> **What you are asked to do**
Return every line from the records below in which the word "monster" is found.

•••

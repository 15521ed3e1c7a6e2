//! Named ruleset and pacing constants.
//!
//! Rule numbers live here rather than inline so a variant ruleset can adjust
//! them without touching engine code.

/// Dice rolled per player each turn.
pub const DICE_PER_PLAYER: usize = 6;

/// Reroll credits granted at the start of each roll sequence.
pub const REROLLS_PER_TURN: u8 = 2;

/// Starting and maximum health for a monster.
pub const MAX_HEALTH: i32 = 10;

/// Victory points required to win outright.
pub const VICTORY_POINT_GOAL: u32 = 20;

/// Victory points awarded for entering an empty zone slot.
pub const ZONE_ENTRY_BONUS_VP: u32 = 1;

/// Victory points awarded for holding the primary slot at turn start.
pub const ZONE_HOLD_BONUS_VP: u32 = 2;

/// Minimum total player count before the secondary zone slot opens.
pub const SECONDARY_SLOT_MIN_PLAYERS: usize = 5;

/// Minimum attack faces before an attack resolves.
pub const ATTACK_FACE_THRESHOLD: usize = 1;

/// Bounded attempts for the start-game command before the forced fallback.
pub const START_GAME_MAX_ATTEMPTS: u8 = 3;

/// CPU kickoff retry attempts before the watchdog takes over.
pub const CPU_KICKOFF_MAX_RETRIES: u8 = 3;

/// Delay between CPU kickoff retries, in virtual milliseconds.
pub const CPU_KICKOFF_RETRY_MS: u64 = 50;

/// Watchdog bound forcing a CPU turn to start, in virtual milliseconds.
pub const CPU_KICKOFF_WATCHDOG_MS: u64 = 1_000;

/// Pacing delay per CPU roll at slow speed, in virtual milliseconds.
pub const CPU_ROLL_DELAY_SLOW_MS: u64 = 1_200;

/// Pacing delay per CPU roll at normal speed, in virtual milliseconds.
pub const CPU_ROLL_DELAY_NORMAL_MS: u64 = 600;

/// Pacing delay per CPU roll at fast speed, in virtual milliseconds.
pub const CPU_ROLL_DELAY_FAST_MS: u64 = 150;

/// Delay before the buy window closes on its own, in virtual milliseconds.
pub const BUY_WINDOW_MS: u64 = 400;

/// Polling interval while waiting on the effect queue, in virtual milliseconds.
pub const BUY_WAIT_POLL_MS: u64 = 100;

•••

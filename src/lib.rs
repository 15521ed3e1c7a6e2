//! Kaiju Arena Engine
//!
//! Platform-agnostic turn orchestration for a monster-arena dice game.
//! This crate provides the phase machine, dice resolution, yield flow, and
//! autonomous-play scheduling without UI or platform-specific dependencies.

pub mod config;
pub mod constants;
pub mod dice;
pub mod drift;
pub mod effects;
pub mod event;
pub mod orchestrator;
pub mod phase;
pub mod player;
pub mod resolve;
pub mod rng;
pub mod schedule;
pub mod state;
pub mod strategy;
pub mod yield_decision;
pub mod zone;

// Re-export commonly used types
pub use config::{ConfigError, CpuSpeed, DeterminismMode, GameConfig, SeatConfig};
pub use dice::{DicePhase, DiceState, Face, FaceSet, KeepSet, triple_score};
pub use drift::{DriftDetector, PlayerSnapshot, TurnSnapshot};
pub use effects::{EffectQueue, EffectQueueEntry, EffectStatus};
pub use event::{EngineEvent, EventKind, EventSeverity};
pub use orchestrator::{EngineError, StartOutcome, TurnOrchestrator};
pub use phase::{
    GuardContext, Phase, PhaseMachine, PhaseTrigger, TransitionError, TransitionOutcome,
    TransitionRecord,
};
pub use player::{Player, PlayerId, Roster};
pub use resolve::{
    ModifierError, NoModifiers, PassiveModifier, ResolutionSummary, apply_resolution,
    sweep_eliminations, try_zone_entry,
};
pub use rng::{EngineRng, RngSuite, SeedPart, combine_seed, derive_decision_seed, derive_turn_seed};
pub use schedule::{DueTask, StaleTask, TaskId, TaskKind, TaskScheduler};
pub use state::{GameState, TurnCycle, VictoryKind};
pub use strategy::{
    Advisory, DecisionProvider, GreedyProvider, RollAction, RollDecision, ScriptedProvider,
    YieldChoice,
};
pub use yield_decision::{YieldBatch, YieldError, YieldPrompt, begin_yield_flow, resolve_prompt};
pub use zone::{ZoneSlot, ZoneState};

•••

> **Answer area**
/// Starting and maximum health for a monster.
//! Platform-agnostic turn orchestration for a monster-arena dice game.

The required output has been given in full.